Today the world marks the 70th anniversary of the American bombing of Hiroshima. The four-ton uranium bomb killed about 70-100 thousand people. Thousands of other residents of Hiroshima died of radiation sickness. The general number of the victims of the bombing is estimated at more than 140 thousand people. A military historian and Candidate of Historical Sciences, Alexei Isayev, thinks that the leaders of the United States consciously chose populated cities with numerous wooden buildings as targets of the atomic bombing to enhance the destructive effect.
“In August 1945 Japan was in quite a sorry state, especially because the Japanese archipelago had been in the range of a dense group of American B-29 bombers since the winter of 1944-1945, and heavy damage was inflicted on the industrial potential of Japan and its ability to produce weapons. The Japanese fleet was defeated, but Japan still had industrial potential, there was the steel industry and synthetic fuel industry in Manchuria. The Soviet intervention in the war was asked, demanded and insisted on. The USSR could really strike at the vulnerable point of Japan, which was Manchuria, its industries, which allowed the Japanese to continue resisting,” the expert says.
According to him, in the autumn of 1945 the Americans were preparing to land on the islands: “The end of the war in Europe allowed the newly-captured province of Okinawa to host the 8th Air Force of Europe, which crushed Germany with strategic bombing, and the Americans were ready to deliver the final blow, but of course it would come with certain sacrifices. According to Isayev, “the key meeting of the Supreme Military Council of Japan was held at 10:30 am on August 9, 1945, shortly after it became clear that the Soviet Union had not only declared war, Molotov had not only officially announced the Soviet Union's entry into a war. And this meeting began at 10:30 am, and bomb fell on Nagasaki an hour later. It happened when the Soviet Union entered the war. Moreover, during the meeting they primarily discussed the loss of Manchuria, the loss of its industrial potential, and the atomic bombings themselves were used more as an excuse for capitulation in the eyes of its own population. Therefore, the Soviet Union's entry into the war was more important for the Japanese to make a decision than the atomic bombings. It was a demonstrative action, an action of intimidation, including intimidation of the world.

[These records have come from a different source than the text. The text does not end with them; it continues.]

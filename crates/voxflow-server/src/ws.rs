//! Per-conversation WebSocket handler
//!
//! `GET /v1/talk/:source/:assistant_id` upgrades the carrier connection,
//! assembles the provider set for the assistant, and runs the session until
//! the carrier hangs up or the runtime ends the conversation.

use std::collections::HashMap;
use std::sync::Arc;

use axum::extract::ws::{Message, WebSocket, WebSocketUpgrade};
use axum::extract::{Path, Query, State};
use axum::http::StatusCode;
use axum::response::Response;
use futures::{SinkExt, StreamExt};
use tokio_util::sync::CancellationToken;
use tracing::{error, info, warn};

use voxflow_audio::{AudioConverter, CallRecorder};
use voxflow_core::comm::PacketSender;
use voxflow_core::{AudioConfig, Communication, Conversation, Direction, InputMode, Source};
use voxflow_llm::{AssistantExecutor, CompletionExecutor, GrpcExecutor, WebsocketExecutor};
use voxflow_pipeline::eos::{EndOfSpeech, SilenceEndOfSpeech};
use voxflow_pipeline::stt::{SpeechToText, StreamingStt};
use voxflow_pipeline::tts::{StreamingTts, TextToSpeech};
use voxflow_runtime::{
    eos_callback, packet_channel, stt_callback, tts_callbacks, ConversationContext,
    ConversationRuntime, RuntimeDeps,
};
use voxflow_tools::ToolExecutor;
use voxflow_transport::{
    BrowserProtocol, MediaStreamProtocol, TransportSession, WireMessage, WireProtocol,
};

use crate::state::AppState;

/// Upgrade one carrier connection into a conversation
pub async fn talk(
    ws: WebSocketUpgrade,
    Path((source, assistant_id)): Path<(String, u64)>,
    Query(args): Query<HashMap<String, String>>,
    State(state): State<AppState>,
) -> Result<Response, StatusCode> {
    let source: Source = source.parse().map_err(|_| StatusCode::BAD_REQUEST)?;
    let assistant = state
        .assistants
        .get(assistant_id)
        .ok_or(StatusCode::NOT_FOUND)?;

    Ok(ws.on_upgrade(move |socket| async move {
        let conversation_id = state.next_conversation_id();
        if let Err(e) = run_session(socket, state, source, conversation_id, assistant, args).await {
            error!(conversation_id, error = %e, "conversation aborted");
        }
    }))
}

/// Audio shapes for one session: what the carrier speaks and what the
/// providers expect
struct AudioPlan {
    carrier: AudioConfig,
    stt: AudioConfig,
    tts: AudioConfig,
}

impl AudioPlan {
    fn for_source(source: Source) -> Self {
        match source {
            // Telephony delivers mu-law at 8 kHz; providers run on linear PCM
            Source::Phone => Self {
                carrier: AudioConfig::mulaw_8khz_mono(),
                stt: AudioConfig::linear_16khz_mono(),
                tts: AudioConfig::linear_24khz_mono(),
            },
            _ => Self {
                carrier: AudioConfig::linear_16khz_mono(),
                stt: AudioConfig::linear_16khz_mono(),
                tts: AudioConfig::linear_16khz_mono(),
            },
        }
    }

    fn input_converter(&self) -> voxflow_core::Result<Option<AudioConverter>> {
        if self.carrier == self.stt {
            return Ok(None);
        }
        Ok(Some(AudioConverter::new(self.carrier, self.stt)?))
    }

    fn output_converter(&self) -> voxflow_core::Result<Option<AudioConverter>> {
        if self.tts == self.carrier {
            return Ok(None);
        }
        Ok(Some(AudioConverter::new(self.tts, self.carrier)?))
    }
}

async fn run_session(
    socket: WebSocket,
    state: AppState,
    source: Source,
    conversation_id: u64,
    assistant: voxflow_core::Assistant,
    args: HashMap<String, String>,
) -> voxflow_core::Result<()> {
    let input_mode = match source {
        Source::Phone => InputMode::Audio,
        Source::Whatsapp => InputMode::Text,
        _ => InputMode::Both,
    };
    let conversation = Conversation::new(
        conversation_id,
        assistant.id,
        assistant.version.clone(),
        Direction::Inbound,
        source,
        input_mode,
    );
    info!(
        conversation_id,
        assistant = assistant.id,
        source = source.as_str(),
        "conversation accepted"
    );

    let comm = Arc::new(ConversationContext::new(conversation, assistant, args));
    let token = CancellationToken::new();
    let (packet_tx, packet_rx) = packet_channel();

    let plan = AudioPlan::for_source(source);
    let (stt, tts, recorder) = if input_mode.audio() {
        build_speech_providers(&state, &comm, &plan, &packet_tx, &token)?
    } else {
        (None, None, None)
    };

    let eos: Option<Arc<dyn EndOfSpeech>> = Some(Arc::new(SilenceEndOfSpeech::new(
        eos_callback(packet_tx.clone()),
        &comm.assistant().options,
        token.clone(),
    )));

    let executor = build_executor(&state, &comm, &token).await?;

    let protocol: Arc<dyn WireProtocol> = match source {
        Source::Phone => Arc::new(MediaStreamProtocol::new()),
        _ => Arc::new(BrowserProtocol),
    };
    let (session, mut outbound_rx) = TransportSession::new(
        protocol,
        plan.input_converter()?,
        plan.output_converter()?,
    );
    let session = Arc::new(session);

    let (runtime, _) = ConversationRuntime::start_with_channel(
        RuntimeDeps {
            comm,
            output: Arc::clone(&session) as _,
            executor,
            stt,
            tts,
            eos,
            recorder,
            token: token.clone(),
        },
        packet_tx,
        packet_rx,
    );

    runtime.begin().await?;

    let (mut ws_tx, mut ws_rx) = socket.split();

    // Single writer per transport
    let writer_token = token.clone();
    let writer = tokio::spawn(async move {
        loop {
            tokio::select! {
                _ = writer_token.cancelled() => break,
                message = outbound_rx.recv() => {
                    let Some(message) = message else { break };
                    let frame = match message {
                        WireMessage::Text(text) => Message::Text(text),
                        WireMessage::Binary(bytes) => Message::Binary(bytes),
                    };
                    if ws_tx.send(frame).await.is_err() {
                        break;
                    }
                }
            }
        }
        let _ = ws_tx.close().await;
    });

    // Reader loop; a carrier-level close is final
    while let Some(frame) = ws_rx.next().await {
        let message = match frame {
            Ok(Message::Text(text)) => WireMessage::Text(text),
            Ok(Message::Binary(bytes)) => WireMessage::Binary(bytes),
            Ok(Message::Close(_)) => break,
            Ok(_) => continue,
            Err(e) => {
                warn!(error = %e, "carrier read failed");
                break;
            }
        };
        if !session.input(&runtime, message).await {
            break;
        }
    }

    runtime.close("transport closed").await;
    token.cancel();
    let _ = writer.await;
    info!(conversation_id, "conversation finished");
    Ok(())
}

type SpeechProviders = (
    Option<Arc<dyn SpeechToText>>,
    Option<Arc<dyn TextToSpeech>>,
    Option<Arc<CallRecorder>>,
);

fn build_speech_providers(
    state: &AppState,
    comm: &Arc<ConversationContext>,
    plan: &AudioPlan,
    packet_tx: &PacketSender,
    token: &CancellationToken,
) -> voxflow_core::Result<SpeechProviders> {
    let options = &comm.assistant().options;

    let stt = match &state.settings.providers.stt {
        Some(cfg) => Some(Arc::new(StreamingStt::new(
            cfg.endpoint.clone(),
            cfg.api_key.clone(),
            plan.stt,
            options,
            stt_callback(packet_tx.clone()),
            token.clone(),
        )) as Arc<dyn SpeechToText>),
        None => {
            warn!("audio conversation without stt provider configured");
            None
        }
    };

    let tts = match &state.settings.providers.tts {
        Some(cfg) => Some(Arc::new(StreamingTts::new(
            cfg.endpoint.clone(),
            cfg.api_key.clone(),
            plan.tts,
            options,
            tts_callbacks(packet_tx.clone()),
            token.clone(),
        )) as Arc<dyn TextToSpeech>),
        None => {
            warn!("audio conversation without tts provider configured");
            None
        }
    };

    let recorder = Some(Arc::new(CallRecorder::new(plan.carrier)));
    Ok((stt, tts, recorder))
}

async fn build_executor(
    state: &AppState,
    comm: &Arc<ConversationContext>,
    token: &CancellationToken,
) -> voxflow_core::Result<Arc<dyn AssistantExecutor>> {
    match comm.assistant().executor.as_str() {
        "websocket" => Ok(Arc::new(WebsocketExecutor::new(
            Arc::clone(comm) as Arc<dyn Communication>,
            token.clone(),
        )?)),
        "grpc" => Ok(Arc::new(GrpcExecutor::new(
            Arc::clone(comm) as Arc<dyn Communication>,
            token.clone(),
        )?)),
        "completion" => {
            let cfg = state.settings.providers.completion.clone().ok_or_else(|| {
                voxflow_core::Error::config("completion executor selected but not configured")
            })?;
            let mut tools = ToolExecutor::new();
            tools
                .initialize(&**comm as &dyn Communication)
                .await?;
            Ok(Arc::new(CompletionExecutor::new(
                Arc::clone(comm) as Arc<dyn Communication>,
                Arc::new(tools),
                cfg.endpoint,
                cfg.api_key,
                cfg.model,
            )?))
        }
        other => Err(voxflow_core::Error::config(format!(
            "unknown executor: {other}"
        ))),
    }
}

The expert says that the targets were chosen very carefully: “They selected a city with a lot of wooden buildings, and they wanted to drop bombs exactly on the city – for example, in Hiroshima there were industrial enterprises, but they were outside the city. And later calculations showed that of the industrial workers involved in these military production sites, 94% survived. On the contrary, among the doctors and nurses of the city of Hiroshima 80% died, because the explosion occurred in the center of city and schools suffered in the first place. Huge losses were suffered among the students.”
Alexei Isayev notes that 20 kilotons is little by the standards of modern times, and the standards of the nuclear confrontation between the superpowers, when hydrogen megaton bombs came into play, but the bombs that were dropped on Hiroshima and Nagasaki in their effect were terrible. “Fortunately, the old capital of Japan, Kyoto, avoided such a dreadful fate, and it was saved by the US Secretary of State, who was in Kyoto before the war, and he personally demanded that that target be excluded. But, nevertheless, targets were chosen which were easy to demonstrate US striking power in the most favorable conditions.”